The circulating nurse is assisting the anesthesiologist with patient monitoring during a surgical procedure. When documenting the administration of propofol, which terminology should the nurse use?

Correct Answer: B

Rationale: An intravenous anesthetic,' as propofol is an IV sedative-hypnotic used for anesthesia induction and maintenance not a narcotic (A) or muscle relaxant (C, D). In nursing, correct drug classification supports safe monitoring; B aligns with NCLEX Perioperative, ensuring precise anesthesia documentation.

Question 5 of 5

The nurse is conducting a medication assessment for a preoperative patient. Which action by the nurse is appropriate for the patient who is prescribed warfarin?

Correct Answer: C

Rationale: Assessing for hyperglycemia,' appears incorrect per warfarin's anticoagulant role likely a typo for INR/PT monitoring.
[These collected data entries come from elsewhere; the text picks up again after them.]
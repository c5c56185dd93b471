use tracing::debug;

use crate::highlight::{AnchorHandle, HighlightReconciler};
use crate::region::SentenceId;
use crate::DocumentId;

#[derive(Debug, Clone, Copy, PartialEq, Eq)]
pub enum ScrollBehavior {
    Smooth,
    Instant,
}

#[derive(Debug, Clone, Copy, PartialEq)]
pub struct ScrollRequest {
    pub document: DocumentId,
    pub sentence: SentenceId,
    pub anchor: AnchorHandle,
    pub behavior: ScrollBehavior,
}

/// Issues at most one centered scroll-into-view per active sentence change
/// while auto-scroll is on. Renders caused by anything else never trigger it.
#[derive(Debug)]
pub struct ScrollController {
    last_active: Option<SentenceId>,
    auto_scroll: bool,
    pending: Option<SentenceId>,
    behavior: ScrollBehavior,
}

impl ScrollController {
    pub fn new(auto_scroll: bool) -> Self {
        Self {
            last_active: None,
            auto_scroll,
            pending: None,
            behavior: ScrollBehavior::Smooth,
        }
    }

    pub fn with_behavior(mut self, behavior: ScrollBehavior) -> Self {
        self.behavior = behavior;
        self
    }

    pub fn auto_scroll(&self) -> bool {
        self.auto_scroll
    }

    pub fn pending(&self) -> Option<SentenceId> {
        self.pending
    }

    /// Feeds the current selection state. Only a change of the active id
    /// arms a scroll; re-enabling auto-scroll does not.
    pub fn observe(&mut self, active: Option<SentenceId>, auto_scroll: bool) {
        if auto_scroll != self.auto_scroll {
            self.auto_scroll = auto_scroll;
            if !auto_scroll && self.pending.take().is_some() {
                debug!("auto-scroll disabled; dropping pending scroll");
            }
        }

        if active != self.last_active {
            self.last_active = active;
            self.pending = if self.auto_scroll { active } else { None };
        }
    }

    /// Consumes the armed scroll once the anchor had its chance to mount.
    /// A missing anchor silently drops the request.
    pub fn resolve(&mut self, reconciler: &HighlightReconciler) -> Option<ScrollRequest> {
        let sentence = self.pending.take()?;
        let Some(anchor) = reconciler.anchor(sentence) else {
            debug!(sentence, "no anchor mounted for scroll target");
            return None;
        };
        if anchor.document != reconciler.document() {
            return None;
        }
        Some(ScrollRequest {
            document: reconciler.document(),
            sentence,
            anchor: *anchor,
            behavior: self.behavior,
        })
    }

    /// Forgets everything tied to the previous document.
    pub fn reset(&mut self) {
        self.last_active = None;
        self.pending = None;
    }
}

#[cfg(test)]
mod tests {
    use super::*;
    use uuid::Uuid;

    fn mounted(sentence: SentenceId) -> HighlightReconciler {
        let doc = Uuid::new_v4();
        let mut reconciler = HighlightReconciler::new(doc);
        reconciler.activate(Some(sentence));
        reconciler.register_anchor(
            sentence,
            AnchorHandle {
                document: doc,
                page: 1,
                top: 120.0,
                height: 12.0,
            },
        );
        reconciler
    }

    #[test]
    fn fires_once_for_new_active_sentence() {
        let reconciler = mounted(5);
        let mut controller = ScrollController::new(true);
        controller.observe(Some(5), true);

        let request = controller.resolve(&reconciler).unwrap();
        assert_eq!(request.sentence, 5);
        assert_eq!(request.behavior, ScrollBehavior::Smooth);
        assert!(controller.resolve(&reconciler).is_none());

        controller.observe(Some(5), true);
        assert!(controller.resolve(&reconciler).is_none());
    }

    #[test]
    fn stays_quiet_when_auto_scroll_is_off() {
        let reconciler = mounted(5);
        let mut controller = ScrollController::new(false);
        controller.observe(Some(5), false);
        assert!(controller.resolve(&reconciler).is_none());
    }

    #[test]
    fn re_enabling_does_not_scroll_retroactively() {
        let mut controller = ScrollController::new(false);
        controller.observe(Some(5), false);
        controller.observe(Some(5), true);
        assert!(controller.resolve(&mounted(5)).is_none());

        controller.observe(Some(6), true);
        assert_eq!(controller.resolve(&mounted(6)).map(|r| r.sentence), Some(6));
    }

    #[test]
    fn disabling_drops_pending_request() {
        let mut controller = ScrollController::new(true);
        controller.observe(Some(2), true);
        assert_eq!(controller.pending(), Some(2));
        controller.observe(Some(2), false);
        assert_eq!(controller.pending(), None);
        assert!(controller.resolve(&mounted(2)).is_none());
    }

    #[test]
    fn missing_anchor_is_a_silent_no_op() {
        let reconciler = HighlightReconciler::new(Uuid::new_v4());
        let mut controller = ScrollController::new(true);
        controller.observe(Some(9), true);
        assert!(controller.resolve(&reconciler).is_none());
        assert_eq!(controller.pending(), None);
    }

    #[test]
    fn clearing_active_sentence_cancels_scroll() {
        let mut controller = ScrollController::new(true);
        controller.observe(Some(3), true);
        controller.observe(None, true);
        assert!(controller.resolve(&mounted(3)).is_none());
    }

    #[test]
    fn reset_forgets_previous_document() {
        let mut controller = ScrollController::new(true);
        controller.observe(Some(3), true);
        controller.reset();
        assert_eq!(controller.pending(), None);

        controller.observe(Some(3), true);
        assert_eq!(controller.pending(), Some(3));
    }
}
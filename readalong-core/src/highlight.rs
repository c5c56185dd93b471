use std::sync::Arc;

use tracing::{debug, warn};

use crate::index::{RegionIndex, RegionRef};
use crate::region::{normalize, NormalizedBox, SentenceId};
use crate::DocumentId;

#[derive(Debug, Clone, Copy, PartialEq, Eq, Hash)]
pub struct OverlayKey {
    pub sentence: SentenceId,
    pub slot: RegionRef,
}

#[derive(Debug, Clone, PartialEq)]
pub struct OverlayBox {
    pub key: OverlayKey,
    pub rect: NormalizedBox,
    pub is_active: bool,
    pub tooltip: Arc<str>,
    pub is_anchor: bool,
}

/// A mounted anchor element, in surface pixels.
#[derive(Debug, Clone, Copy, PartialEq)]
pub struct AnchorHandle {
    pub document: DocumentId,
    pub page: u32,
    pub top: f32,
    pub height: f32,
}

impl AnchorHandle {
    pub fn center(&self) -> f32 {
        self.top + self.height / 2.0
    }
}

/// Overlay boxes for `page` in draw order. Regions that cannot be normalized
/// are skipped without affecting the rest of the page.
pub fn render_overlay(
    index: &RegionIndex,
    page: u32,
    active: Option<SentenceId>,
) -> Vec<OverlayBox> {
    let anchor = active.and_then(|id| index.anchor_of(id));
    let entries = index.regions_on_page(page);
    let mut boxes = Vec::with_capacity(entries.len());

    for entry in entries {
        let rect = match normalize(entry.region) {
            Ok(rect) => rect,
            Err(err) => {
                warn!(sentence = entry.sentence.id, %err, "skipping malformed region");
                continue;
            }
        };
        boxes.push(OverlayBox {
            key: OverlayKey {
                sentence: entry.sentence.id,
                slot: entry.slot,
            },
            rect,
            is_active: Some(entry.sentence.id) == active,
            tooltip: Arc::clone(&entry.sentence.text),
            is_anchor: Some(entry.slot) == anchor,
        });
    }

    boxes
}

#[derive(Debug, Default)]
struct AnchorRegistry {
    entry: Option<(SentenceId, AnchorHandle)>,
}

impl AnchorRegistry {
    fn get(&self, sentence: SentenceId) -> Option<&AnchorHandle> {
        match &self.entry {
            Some((id, handle)) if *id == sentence => Some(handle),
            _ => None,
        }
    }

    fn set(&mut self, sentence: SentenceId, handle: AnchorHandle) {
        self.entry = Some((sentence, handle));
    }

    fn clear(&mut self) {
        self.entry = None;
    }
}

/// The anchor the surface still has to mount for the active sentence.
#[derive(Debug, Clone, Copy, PartialEq, Eq)]
pub struct PendingAnchor {
    pub sentence: SentenceId,
    pub page: u32,
    pub slot: RegionRef,
}

#[derive(Debug)]
pub struct HighlightReconciler {
    document: DocumentId,
    active: Option<SentenceId>,
    registry: AnchorRegistry,
}

impl HighlightReconciler {
    pub fn new(document: DocumentId) -> Self {
        Self {
            document,
            active: None,
            registry: AnchorRegistry::default(),
        }
    }

    pub fn document(&self) -> DocumentId {
        self.document
    }

    pub fn active(&self) -> Option<SentenceId> {
        self.active
    }

    /// Drops every registration and switches to a new document.
    pub fn reset(&mut self, document: DocumentId) {
        self.document = document;
        self.active = None;
        self.registry.clear();
    }

    /// Records the new active sentence. Returns whether it changed; a change
    /// invalidates the previous anchor registration.
    pub fn activate(&mut self, active: Option<SentenceId>) -> bool {
        if self.active == active {
            return false;
        }
        self.active = active;
        self.registry.clear();
        true
    }

    pub fn render(&self, index: &RegionIndex, page: u32) -> Vec<OverlayBox> {
        render_overlay(index, page, self.active)
    }

    /// Reports the anchor that still lacks a handle, if any.
    pub fn needs_anchor_registration(&self, index: &RegionIndex) -> Option<PendingAnchor> {
        let sentence = self.active?;
        if self.registry.get(sentence).is_some() {
            return None;
        }
        let slot = index.anchor_of(sentence)?;
        let region = index.region(slot)?;
        Some(PendingAnchor {
            sentence,
            page: region.page,
            slot,
        })
    }

    /// Binds the active sentence's anchor to a mounted element. Handles for
    /// another sentence or another document are refused.
    pub fn register_anchor(&mut self, sentence: SentenceId, handle: AnchorHandle) -> bool {
        if self.active != Some(sentence) {
            debug!(sentence, active = ?self.active, "ignoring anchor for inactive sentence");
            return false;
        }
        if handle.document != self.document {
            debug!(sentence, "ignoring anchor from a replaced document");
            return false;
        }
        self.registry.set(sentence, handle);
        true
    }

    pub fn anchor(&self, sentence: SentenceId) -> Option<&AnchorHandle> {
        self.registry.get(sentence)
    }
}
use std::fs;
use std::io;
use std::path::{Path, PathBuf};
use std::time::Duration;

use directories::ProjectDirs;
use serde::{Deserialize, Serialize};
use serde_with::{serde_as, DurationMilliSeconds};
use thiserror::Error;
use tracing::{debug, info};

#[derive(Debug, Error)]
pub enum ConfigError {
    #[error("failed to read config file {path:?}")]
    Read {
        path: PathBuf,
        #[source]
        source: io::Error,
    },
    #[error("failed to parse config file {path:?}")]
    Parse {
        path: PathBuf,
        #[source]
        source: toml::de::Error,
    },
    #[error("invalid config value for `{field}`: {reason}")]
    Invalid { field: &'static str, reason: String },
}

/// Overlay fill: an RGB colour blended at `alpha` over the page.
#[derive(Debug, Clone, Copy, PartialEq, Serialize, Deserialize)]
pub struct Fill {
    pub rgb: [u8; 3],
    pub alpha: f32,
}

impl Fill {
    pub fn is_visible(&self) -> bool {
        self.alpha > 0.0
    }
}

#[serde_as]
#[derive(Debug, Clone, PartialEq, Serialize, Deserialize)]
#[serde(default)]
pub struct Config {
    /// Horizontal space of the surface not available to the page.
    pub fixed_padding_px: f32,
    pub page_gap_px: u32,
    pub auto_scroll: bool,
    pub smooth_scroll: bool,
    #[serde_as(as = "DurationMilliSeconds<u64>")]
    #[serde(rename = "smooth_scroll_ms")]
    pub smooth_scroll_duration: Duration,
    #[serde_as(as = "DurationMilliSeconds<u64>")]
    #[serde(rename = "double_activation_ms")]
    pub double_activation: Duration,
    pub words_per_minute: f32,
    #[serde_as(as = "DurationMilliSeconds<u64>")]
    #[serde(rename = "min_sentence_ms")]
    pub min_sentence: Duration,
    pub active_fill: Fill,
    pub inactive_fill: Fill,
    pub merge_adjacent_regions: bool,
    pub render_cache_pages: usize,
    pub log_filter: Option<String>,
}

impl Default for Config {
    fn default() -> Self {
        Self {
            fixed_padding_px: 32.0,
            page_gap_px: 12,
            auto_scroll: true,
            smooth_scroll: true,
            smooth_scroll_duration: Duration::from_millis(280),
            double_activation: Duration::from_millis(400),
            words_per_minute: 170.0,
            min_sentence: Duration::from_millis(900),
            active_fill: Fill {
                rgb: [255, 214, 10],
                alpha: 0.42,
            },
            inactive_fill: Fill {
                rgb: [110, 150, 255],
                alpha: 0.0,
            },
            merge_adjacent_regions: true,
            render_cache_pages: 10,
            log_filter: None,
        }
    }
}

impl Config {
    pub fn default_path() -> Option<PathBuf> {
        ProjectDirs::from("net", "readalong", "readalong")
            .map(|dirs| dirs.config_dir().join("config.toml"))
    }

    /// Loads `path` if given, otherwise the platform default location. Only
    /// a missing default file falls back to built-in defaults.
    pub fn load(path: Option<&Path>) -> Result<Self, ConfigError> {
        let (path, required) = match path {
            Some(path) => (path.to_path_buf(), true),
            None => match Self::default_path() {
                Some(path) => (path, false),
                None => return Ok(Self::default()),
            },
        };

        let raw = match fs::read_to_string(&path) {
            Ok(raw) => raw,
            Err(err) if err.kind() == io::ErrorKind::NotFound && !required => {
                debug!(path = %path.display(), "no config file; using defaults");
                return Ok(Self::default());
            }
            Err(source) => return Err(ConfigError::Read { path, source }),
        };

        let config = Self::from_toml_str(&raw).map_err(|err| match err {
            ConfigError::Parse { source, .. } => ConfigError::Parse {
                path: path.clone(),
                source,
            },
            other => other,
        })?;
        info!(path = %path.display(), "loaded config");
        Ok(config)
    }

    pub fn from_toml_str(raw: &str) -> Result<Self, ConfigError> {
        let config: Config = toml::from_str(raw).map_err(|source| ConfigError::Parse {
            path: PathBuf::new(),
            source,
        })?;
        config.validate()?;
        Ok(config)
    }

    fn validate(&self) -> Result<(), ConfigError> {
        if !(self.words_per_minute.is_finite() && self.words_per_minute > 0.0) {
            return Err(ConfigError::Invalid {
                field: "words_per_minute",
                reason: format!("must be positive, got {}", self.words_per_minute),
            });
        }
        if !(self.fixed_padding_px.is_finite() && self.fixed_padding_px >= 0.0) {
            return Err(ConfigError::Invalid {
                field: "fixed_padding_px",
                reason: format!("must be non-negative, got {}", self.fixed_padding_px),
            });
        }
        for (field, fill) in [
            ("active_fill", self.active_fill),
            ("inactive_fill", self.inactive_fill),
        ] {
            if !(0.0..=1.0).contains(&fill.alpha) {
                return Err(ConfigError::Invalid {
                    field,
                    reason: format!("alpha must be within 0..=1, got {}", fill.alpha),
                });
            }
        }
        Ok(())
    }

    /// Emphasis depends on the active flag alone.
    pub fn fill_for(&self, is_active: bool) -> Fill {
        if is_active {
            self.active_fill
        } else {
            self.inactive_fill
        }
    }
}

#[cfg(test)]
mod tests {
    use super::*;
    use tempfile::tempdir;

    #[test]
    fn missing_keys_take_defaults() {
        let config = Config::from_toml_str("words_per_minute = 200.0\nauto_scroll = false\n").unwrap();
        assert_eq!(config.words_per_minute, 200.0);
        assert!(!config.auto_scroll);
        assert_eq!(config.double_activation, Duration::from_millis(400));
        assert_eq!(config.page_gap_px, Config::default().page_gap_px);
    }

    #[test]
    fn durations_are_read_as_milliseconds() {
        let config =
            Config::from_toml_str("double_activation_ms = 250\nsmooth_scroll_ms = 0\n").unwrap();
        assert_eq!(config.double_activation, Duration::from_millis(250));
        assert_eq!(config.smooth_scroll_duration, Duration::ZERO);
    }

    #[test]
    fn fills_parse_and_validate() {
        let config = Config::from_toml_str(
            "[active_fill]\nrgb = [1, 2, 3]\nalpha = 0.5\n",
        )
        .unwrap();
        assert_eq!(config.fill_for(true).rgb, [1, 2, 3]);
        assert_eq!(config.fill_for(false), config.inactive_fill);

        let err = Config::from_toml_str("[active_fill]\nrgb = [1, 2, 3]\nalpha = 2.0\n")
            .unwrap_err();
        assert!(matches!(
            err,
            ConfigError::Invalid {
                field: "active_fill",
                ..
            }
        ));
    }

    #[test]
    fn rejects_non_positive_reading_speed() {
        let err = Config::from_toml_str("words_per_minute = 0.0\n").unwrap_err();
        assert!(matches!(
            err,
            ConfigError::Invalid {
                field: "words_per_minute",
                ..
            }
        ));
    }

    #[test]
    fn explicit_path_must_exist_and_parse() {
        let dir = tempdir().unwrap();
        let missing = dir.path().join("missing.toml");
        assert!(matches!(
            Config::load(Some(&missing)),
            Err(ConfigError::Read { .. })
        ));

        let broken = dir.path().join("broken.toml");
        std::fs::write(&broken, "auto_scroll = [").unwrap();
        match Config::load(Some(&broken)) {
            Err(ConfigError::Parse { path, .. }) => assert_eq!(path, broken),
            other => panic!("unexpected result: {:?}", other),
        }

        let good = dir.path().join("config.toml");
        std::fs::write(&good, "page_gap_px = 4\n").unwrap();
        assert_eq!(Config::load(Some(&good)).unwrap().page_gap_px, 4);
    }
}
However, based on options, none fit perfectly; I'll assume intent was INR elsewhere. Here, 'tapering' (D) is physician-driven, not nurse-initiated. 'ECG' (A) and 'BP' (B) aren't warfarin-specific. Assuming error, no correct choice fits; I'll flag this. In nursing, warfarin requires bleeding risk assessment misaligned options suggest C as placeholder, per NCLEX Perioperative intent.